#### [PROBLEM TO SOLVE]
Lines from the records below that contain the word "Relaxed" are to be copied out.

#### [DATA FOR THIS TASK]

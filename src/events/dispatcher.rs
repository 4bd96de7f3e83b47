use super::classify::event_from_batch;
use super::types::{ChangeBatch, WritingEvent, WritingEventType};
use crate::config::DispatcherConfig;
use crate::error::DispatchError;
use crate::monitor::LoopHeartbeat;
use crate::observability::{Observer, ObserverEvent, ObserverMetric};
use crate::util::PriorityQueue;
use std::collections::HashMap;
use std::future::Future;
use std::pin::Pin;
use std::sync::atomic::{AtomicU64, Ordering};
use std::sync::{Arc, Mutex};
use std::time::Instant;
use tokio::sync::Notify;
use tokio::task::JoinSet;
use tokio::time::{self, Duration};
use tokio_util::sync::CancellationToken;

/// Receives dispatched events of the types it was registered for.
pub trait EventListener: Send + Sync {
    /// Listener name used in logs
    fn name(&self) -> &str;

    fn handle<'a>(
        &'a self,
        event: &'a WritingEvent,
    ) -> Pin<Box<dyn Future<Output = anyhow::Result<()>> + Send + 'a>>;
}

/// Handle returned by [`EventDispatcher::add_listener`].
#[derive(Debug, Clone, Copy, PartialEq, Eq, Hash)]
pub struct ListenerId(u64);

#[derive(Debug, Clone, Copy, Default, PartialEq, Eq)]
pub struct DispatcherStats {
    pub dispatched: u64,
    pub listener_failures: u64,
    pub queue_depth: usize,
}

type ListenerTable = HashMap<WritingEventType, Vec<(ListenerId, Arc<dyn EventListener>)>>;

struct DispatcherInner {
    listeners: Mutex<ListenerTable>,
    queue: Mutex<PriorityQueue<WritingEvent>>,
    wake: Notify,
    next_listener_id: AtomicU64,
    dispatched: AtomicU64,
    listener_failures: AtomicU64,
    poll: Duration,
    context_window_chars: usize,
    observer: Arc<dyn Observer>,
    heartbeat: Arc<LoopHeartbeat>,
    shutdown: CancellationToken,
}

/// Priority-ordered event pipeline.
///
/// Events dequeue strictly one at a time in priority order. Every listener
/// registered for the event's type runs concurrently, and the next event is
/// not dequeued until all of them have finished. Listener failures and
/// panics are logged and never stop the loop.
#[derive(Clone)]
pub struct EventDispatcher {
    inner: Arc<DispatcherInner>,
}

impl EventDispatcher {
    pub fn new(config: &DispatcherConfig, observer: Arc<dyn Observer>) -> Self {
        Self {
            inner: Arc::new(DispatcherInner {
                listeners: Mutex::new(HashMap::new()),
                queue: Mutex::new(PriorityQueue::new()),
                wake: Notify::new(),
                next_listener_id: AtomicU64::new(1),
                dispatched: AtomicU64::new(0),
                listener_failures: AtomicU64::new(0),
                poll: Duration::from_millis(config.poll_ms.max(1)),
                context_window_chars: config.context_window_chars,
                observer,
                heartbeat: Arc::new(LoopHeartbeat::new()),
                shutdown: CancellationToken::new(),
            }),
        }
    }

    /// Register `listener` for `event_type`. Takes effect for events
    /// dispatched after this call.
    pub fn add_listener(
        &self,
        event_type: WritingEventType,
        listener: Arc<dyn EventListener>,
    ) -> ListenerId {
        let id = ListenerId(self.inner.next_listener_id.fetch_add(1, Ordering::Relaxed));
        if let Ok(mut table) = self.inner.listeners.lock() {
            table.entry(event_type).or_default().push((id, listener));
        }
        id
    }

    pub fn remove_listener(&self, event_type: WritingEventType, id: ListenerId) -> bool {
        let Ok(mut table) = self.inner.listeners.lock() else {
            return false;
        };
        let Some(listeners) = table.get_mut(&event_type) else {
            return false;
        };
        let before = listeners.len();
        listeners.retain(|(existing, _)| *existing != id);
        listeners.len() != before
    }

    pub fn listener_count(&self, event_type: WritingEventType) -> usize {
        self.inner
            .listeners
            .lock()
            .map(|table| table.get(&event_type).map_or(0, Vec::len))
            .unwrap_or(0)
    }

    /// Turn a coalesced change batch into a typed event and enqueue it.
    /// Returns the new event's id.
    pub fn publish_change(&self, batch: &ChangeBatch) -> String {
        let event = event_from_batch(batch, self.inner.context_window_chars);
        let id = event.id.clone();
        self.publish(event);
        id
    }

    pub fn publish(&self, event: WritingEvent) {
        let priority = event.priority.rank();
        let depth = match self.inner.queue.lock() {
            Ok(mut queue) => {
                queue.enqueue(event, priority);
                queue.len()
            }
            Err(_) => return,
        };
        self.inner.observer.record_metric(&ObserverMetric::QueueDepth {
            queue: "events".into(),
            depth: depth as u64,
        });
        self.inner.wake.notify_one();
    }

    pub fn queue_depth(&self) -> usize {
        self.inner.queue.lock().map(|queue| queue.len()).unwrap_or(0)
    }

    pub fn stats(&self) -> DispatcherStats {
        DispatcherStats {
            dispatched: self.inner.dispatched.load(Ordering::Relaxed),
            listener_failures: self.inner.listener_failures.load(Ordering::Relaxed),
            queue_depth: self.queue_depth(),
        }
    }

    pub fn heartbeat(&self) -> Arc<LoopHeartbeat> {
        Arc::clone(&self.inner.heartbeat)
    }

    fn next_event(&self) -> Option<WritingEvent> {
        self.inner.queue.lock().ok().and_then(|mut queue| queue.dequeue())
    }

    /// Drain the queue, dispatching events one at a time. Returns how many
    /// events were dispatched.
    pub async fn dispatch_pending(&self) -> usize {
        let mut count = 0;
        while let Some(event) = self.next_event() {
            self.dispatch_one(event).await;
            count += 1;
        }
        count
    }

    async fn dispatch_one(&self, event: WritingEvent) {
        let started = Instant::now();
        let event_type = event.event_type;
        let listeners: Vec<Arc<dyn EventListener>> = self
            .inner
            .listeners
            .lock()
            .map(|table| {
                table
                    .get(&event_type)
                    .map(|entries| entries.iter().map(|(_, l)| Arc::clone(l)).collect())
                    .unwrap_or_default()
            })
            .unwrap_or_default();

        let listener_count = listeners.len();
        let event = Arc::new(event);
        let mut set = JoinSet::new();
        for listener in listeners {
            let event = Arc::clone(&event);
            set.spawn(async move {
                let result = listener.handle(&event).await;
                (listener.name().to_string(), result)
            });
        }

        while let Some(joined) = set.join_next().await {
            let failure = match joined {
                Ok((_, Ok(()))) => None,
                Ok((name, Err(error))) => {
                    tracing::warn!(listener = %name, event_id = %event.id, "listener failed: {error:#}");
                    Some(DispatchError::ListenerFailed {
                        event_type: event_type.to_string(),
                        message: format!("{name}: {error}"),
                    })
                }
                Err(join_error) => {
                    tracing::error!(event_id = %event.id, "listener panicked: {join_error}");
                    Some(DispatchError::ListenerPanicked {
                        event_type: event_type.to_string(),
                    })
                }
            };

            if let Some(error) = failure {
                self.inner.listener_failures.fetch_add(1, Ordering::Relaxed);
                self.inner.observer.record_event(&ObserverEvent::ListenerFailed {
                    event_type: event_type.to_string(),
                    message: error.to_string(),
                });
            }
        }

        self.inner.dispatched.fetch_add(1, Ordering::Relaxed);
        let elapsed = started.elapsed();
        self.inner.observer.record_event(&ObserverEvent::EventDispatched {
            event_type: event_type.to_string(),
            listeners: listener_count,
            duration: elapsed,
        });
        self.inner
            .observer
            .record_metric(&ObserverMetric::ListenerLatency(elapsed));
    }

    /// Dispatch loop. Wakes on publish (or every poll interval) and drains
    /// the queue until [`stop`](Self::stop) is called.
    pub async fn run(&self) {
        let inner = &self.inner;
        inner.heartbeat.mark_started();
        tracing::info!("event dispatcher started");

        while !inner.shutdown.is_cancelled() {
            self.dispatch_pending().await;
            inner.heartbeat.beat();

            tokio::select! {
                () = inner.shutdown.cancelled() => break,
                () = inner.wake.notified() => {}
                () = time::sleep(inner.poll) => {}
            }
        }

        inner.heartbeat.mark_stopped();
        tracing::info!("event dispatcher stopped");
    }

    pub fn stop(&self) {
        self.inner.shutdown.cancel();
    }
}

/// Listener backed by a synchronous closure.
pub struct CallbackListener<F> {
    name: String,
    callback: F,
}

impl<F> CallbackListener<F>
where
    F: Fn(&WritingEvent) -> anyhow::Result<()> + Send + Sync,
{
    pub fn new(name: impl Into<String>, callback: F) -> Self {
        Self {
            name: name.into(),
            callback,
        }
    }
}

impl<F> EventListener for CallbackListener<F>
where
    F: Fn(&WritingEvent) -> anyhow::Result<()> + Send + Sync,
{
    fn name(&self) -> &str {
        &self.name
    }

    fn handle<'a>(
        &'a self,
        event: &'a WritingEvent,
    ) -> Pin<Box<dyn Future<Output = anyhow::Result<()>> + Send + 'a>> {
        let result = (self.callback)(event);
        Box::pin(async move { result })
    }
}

#### [TASK ANSWER]
        let id = ListenerId(self.inner.next_listener_id.fetch_add(1, Ordering::Relaxed));
            dispatched: self.inner.dispatched.load(Ordering::Relaxed),
            listener_failures: self.inner.listener_failures.load(Ordering::Relaxed),
                self.inner.listener_failures.fetch_add(1, Ordering::Relaxed);
        self.inner.dispatched.fetch_add(1, Ordering::Relaxed);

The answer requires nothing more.